Exercise material =>

════════════════════

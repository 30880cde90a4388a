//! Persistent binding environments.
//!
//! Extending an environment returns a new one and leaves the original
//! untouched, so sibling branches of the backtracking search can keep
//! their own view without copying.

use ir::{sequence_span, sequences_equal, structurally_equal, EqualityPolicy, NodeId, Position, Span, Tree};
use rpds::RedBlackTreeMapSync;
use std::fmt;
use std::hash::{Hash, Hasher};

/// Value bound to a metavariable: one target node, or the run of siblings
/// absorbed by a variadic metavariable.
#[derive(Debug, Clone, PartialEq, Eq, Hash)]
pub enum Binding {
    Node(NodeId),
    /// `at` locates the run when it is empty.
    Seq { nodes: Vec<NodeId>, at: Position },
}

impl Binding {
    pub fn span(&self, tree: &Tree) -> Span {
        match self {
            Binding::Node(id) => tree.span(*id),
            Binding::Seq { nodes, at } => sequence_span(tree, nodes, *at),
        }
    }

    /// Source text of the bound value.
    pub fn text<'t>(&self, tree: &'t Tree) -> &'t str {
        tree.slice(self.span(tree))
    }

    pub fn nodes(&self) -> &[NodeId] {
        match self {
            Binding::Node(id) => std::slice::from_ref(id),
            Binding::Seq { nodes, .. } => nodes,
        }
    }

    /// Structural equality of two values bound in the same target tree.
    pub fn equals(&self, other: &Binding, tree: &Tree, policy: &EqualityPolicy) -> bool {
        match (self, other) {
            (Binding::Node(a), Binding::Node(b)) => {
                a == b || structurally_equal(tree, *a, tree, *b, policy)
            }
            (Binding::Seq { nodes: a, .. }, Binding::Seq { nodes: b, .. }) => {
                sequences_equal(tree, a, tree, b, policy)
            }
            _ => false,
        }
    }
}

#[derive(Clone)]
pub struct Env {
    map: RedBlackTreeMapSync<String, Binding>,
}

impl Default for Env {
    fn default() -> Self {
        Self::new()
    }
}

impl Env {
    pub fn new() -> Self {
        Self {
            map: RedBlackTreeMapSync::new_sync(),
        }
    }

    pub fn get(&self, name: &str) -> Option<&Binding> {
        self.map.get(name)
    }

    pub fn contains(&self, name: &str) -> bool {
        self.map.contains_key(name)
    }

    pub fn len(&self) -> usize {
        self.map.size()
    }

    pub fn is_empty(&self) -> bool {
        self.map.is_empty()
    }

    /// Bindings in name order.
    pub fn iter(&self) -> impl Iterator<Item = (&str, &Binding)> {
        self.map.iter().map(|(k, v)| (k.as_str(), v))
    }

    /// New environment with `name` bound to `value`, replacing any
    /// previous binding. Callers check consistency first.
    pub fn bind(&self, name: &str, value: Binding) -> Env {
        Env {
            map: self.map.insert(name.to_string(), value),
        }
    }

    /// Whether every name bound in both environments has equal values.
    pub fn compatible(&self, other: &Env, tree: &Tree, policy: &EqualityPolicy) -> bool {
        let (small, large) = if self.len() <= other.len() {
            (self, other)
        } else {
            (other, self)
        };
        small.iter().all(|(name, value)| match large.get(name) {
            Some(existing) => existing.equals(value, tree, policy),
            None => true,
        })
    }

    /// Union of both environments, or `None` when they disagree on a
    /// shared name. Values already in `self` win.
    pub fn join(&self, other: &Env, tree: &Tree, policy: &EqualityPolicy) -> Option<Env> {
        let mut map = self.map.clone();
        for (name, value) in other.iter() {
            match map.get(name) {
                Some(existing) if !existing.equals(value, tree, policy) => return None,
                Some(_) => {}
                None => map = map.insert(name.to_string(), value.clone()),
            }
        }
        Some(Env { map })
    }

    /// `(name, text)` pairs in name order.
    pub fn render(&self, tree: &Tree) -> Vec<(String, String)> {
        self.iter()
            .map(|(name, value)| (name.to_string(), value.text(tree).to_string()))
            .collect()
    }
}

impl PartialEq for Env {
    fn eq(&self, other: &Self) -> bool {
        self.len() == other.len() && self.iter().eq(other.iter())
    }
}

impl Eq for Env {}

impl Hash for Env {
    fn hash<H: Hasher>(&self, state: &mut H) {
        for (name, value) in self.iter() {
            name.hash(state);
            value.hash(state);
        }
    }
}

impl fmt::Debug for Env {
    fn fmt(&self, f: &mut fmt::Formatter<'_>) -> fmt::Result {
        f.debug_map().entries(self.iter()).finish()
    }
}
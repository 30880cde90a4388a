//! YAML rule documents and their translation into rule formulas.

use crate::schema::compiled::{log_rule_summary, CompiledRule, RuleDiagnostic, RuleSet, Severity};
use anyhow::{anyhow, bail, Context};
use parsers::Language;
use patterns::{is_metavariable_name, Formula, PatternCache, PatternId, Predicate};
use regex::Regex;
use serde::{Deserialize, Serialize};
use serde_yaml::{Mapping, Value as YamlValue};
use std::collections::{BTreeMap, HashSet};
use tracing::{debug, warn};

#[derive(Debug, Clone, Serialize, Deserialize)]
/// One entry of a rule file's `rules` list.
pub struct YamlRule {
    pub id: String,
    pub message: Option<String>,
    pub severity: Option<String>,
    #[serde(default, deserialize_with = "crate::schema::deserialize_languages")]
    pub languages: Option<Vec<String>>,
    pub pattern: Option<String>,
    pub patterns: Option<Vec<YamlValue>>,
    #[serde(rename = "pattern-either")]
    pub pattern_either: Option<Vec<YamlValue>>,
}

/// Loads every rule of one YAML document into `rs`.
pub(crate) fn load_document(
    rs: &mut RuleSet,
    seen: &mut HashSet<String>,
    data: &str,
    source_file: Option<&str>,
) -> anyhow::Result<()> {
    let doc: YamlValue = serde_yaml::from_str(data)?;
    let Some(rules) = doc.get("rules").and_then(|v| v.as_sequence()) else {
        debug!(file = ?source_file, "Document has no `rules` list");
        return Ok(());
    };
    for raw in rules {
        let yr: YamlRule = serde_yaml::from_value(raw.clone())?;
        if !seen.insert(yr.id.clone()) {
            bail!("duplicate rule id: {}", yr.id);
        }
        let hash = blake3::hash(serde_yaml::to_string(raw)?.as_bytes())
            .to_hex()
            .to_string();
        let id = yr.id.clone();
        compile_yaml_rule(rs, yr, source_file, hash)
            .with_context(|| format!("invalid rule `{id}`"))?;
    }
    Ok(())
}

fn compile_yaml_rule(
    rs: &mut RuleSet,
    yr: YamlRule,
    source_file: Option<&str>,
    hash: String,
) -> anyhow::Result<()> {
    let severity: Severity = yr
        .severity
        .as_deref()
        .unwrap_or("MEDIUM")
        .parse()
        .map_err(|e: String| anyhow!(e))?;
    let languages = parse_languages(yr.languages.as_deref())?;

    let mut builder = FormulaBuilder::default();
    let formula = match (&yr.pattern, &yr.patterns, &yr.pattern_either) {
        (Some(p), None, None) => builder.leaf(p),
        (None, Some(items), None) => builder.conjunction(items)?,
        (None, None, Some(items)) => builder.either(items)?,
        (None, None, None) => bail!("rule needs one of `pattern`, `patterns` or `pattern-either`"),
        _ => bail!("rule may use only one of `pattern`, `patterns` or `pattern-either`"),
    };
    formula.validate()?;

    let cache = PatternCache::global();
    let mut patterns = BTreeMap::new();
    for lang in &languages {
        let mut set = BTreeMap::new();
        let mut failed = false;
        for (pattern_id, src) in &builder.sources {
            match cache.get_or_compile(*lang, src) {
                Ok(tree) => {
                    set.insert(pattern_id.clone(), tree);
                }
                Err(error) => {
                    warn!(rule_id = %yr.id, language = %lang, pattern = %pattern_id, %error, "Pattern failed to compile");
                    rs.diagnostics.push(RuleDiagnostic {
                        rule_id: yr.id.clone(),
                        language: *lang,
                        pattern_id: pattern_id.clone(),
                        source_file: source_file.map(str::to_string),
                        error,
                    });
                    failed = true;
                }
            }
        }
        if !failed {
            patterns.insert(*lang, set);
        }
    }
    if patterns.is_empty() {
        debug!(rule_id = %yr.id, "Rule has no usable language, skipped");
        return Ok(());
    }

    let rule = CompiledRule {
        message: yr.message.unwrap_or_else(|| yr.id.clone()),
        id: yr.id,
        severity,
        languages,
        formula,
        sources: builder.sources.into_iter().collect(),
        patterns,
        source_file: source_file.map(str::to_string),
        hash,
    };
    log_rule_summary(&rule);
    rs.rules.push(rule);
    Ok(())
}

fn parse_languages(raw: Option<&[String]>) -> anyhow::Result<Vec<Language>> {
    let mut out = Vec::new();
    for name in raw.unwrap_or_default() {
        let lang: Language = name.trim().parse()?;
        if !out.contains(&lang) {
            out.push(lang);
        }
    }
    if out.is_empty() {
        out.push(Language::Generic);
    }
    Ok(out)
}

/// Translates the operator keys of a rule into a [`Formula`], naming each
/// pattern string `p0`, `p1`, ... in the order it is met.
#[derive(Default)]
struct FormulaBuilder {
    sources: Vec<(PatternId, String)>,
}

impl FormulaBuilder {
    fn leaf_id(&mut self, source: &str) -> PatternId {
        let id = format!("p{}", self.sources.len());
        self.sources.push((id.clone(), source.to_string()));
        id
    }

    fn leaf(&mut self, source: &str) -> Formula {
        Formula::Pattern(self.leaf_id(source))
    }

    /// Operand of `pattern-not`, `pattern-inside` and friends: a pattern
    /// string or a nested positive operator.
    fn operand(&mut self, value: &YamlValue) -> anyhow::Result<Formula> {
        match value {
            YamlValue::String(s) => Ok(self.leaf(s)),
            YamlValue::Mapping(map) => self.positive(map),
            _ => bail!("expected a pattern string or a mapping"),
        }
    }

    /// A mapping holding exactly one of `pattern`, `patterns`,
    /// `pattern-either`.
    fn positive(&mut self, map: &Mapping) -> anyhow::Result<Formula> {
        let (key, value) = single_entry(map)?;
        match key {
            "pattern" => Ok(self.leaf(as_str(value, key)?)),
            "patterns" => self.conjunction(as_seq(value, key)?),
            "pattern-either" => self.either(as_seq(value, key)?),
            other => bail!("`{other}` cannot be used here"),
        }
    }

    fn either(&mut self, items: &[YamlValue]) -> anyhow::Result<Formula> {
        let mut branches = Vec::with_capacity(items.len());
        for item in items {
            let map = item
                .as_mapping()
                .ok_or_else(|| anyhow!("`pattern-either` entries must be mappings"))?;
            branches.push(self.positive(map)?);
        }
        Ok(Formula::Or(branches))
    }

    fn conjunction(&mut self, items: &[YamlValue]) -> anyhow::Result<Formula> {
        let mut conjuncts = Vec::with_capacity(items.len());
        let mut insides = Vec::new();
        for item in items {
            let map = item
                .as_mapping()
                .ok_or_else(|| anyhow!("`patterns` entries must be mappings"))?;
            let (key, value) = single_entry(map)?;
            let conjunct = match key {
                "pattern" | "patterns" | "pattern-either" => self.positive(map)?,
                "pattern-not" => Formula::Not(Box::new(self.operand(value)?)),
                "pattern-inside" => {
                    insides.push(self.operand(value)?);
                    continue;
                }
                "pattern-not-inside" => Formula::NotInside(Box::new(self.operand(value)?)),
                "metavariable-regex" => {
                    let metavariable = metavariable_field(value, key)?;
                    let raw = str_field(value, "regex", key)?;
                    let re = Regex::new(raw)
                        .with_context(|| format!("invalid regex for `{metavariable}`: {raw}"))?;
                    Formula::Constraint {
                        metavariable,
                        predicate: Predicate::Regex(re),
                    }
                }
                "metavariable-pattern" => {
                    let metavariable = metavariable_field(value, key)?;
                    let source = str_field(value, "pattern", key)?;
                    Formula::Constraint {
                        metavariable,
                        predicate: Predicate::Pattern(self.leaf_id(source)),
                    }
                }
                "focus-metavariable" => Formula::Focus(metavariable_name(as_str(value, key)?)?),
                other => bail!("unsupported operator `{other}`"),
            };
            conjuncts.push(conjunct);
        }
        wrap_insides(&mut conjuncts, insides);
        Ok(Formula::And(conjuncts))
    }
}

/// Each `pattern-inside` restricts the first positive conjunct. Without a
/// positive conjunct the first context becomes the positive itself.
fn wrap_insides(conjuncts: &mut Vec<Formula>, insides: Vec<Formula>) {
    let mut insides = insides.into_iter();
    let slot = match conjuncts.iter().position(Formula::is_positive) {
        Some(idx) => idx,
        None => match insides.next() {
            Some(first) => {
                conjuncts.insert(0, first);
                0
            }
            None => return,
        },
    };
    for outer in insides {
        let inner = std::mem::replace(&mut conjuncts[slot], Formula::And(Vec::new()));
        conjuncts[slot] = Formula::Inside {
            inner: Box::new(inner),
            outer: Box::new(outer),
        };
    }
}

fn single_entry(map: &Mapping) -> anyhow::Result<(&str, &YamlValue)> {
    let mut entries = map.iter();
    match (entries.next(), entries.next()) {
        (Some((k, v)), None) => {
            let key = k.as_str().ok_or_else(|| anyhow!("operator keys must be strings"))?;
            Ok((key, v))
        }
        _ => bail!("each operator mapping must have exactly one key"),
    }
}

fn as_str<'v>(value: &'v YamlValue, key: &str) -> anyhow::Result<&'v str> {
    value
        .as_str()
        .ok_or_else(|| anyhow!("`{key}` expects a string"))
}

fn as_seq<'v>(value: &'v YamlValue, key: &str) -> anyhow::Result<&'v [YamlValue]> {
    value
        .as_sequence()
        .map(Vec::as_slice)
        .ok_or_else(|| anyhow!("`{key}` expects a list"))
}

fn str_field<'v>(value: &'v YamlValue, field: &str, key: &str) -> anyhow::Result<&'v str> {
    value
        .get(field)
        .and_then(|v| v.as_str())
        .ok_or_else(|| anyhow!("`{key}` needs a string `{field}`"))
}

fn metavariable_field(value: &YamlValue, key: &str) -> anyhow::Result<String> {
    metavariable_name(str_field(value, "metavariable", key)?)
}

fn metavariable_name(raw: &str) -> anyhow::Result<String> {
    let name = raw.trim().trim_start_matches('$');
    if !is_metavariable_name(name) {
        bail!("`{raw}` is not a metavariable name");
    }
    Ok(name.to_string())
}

════════════════════

Make a list of all lines in the data that contain "bail".

use anyhow::{anyhow, bail, Context};
            bail!("duplicate rule id: {}", yr.id);
        (None, None, None) => bail!("rule needs one of `pattern`, `patterns` or `pattern-either`"),
        _ => bail!("rule may use only one of `pattern`, `patterns` or `pattern-either`"),
            _ => bail!("expected a pattern string or a mapping"),
            other => bail!("`{other}` cannot be used here"),
                other => bail!("unsupported operator `{other}`"),
        _ => bail!("each operator mapping must have exactly one key"),
        bail!("`{raw}` is not a metavariable name");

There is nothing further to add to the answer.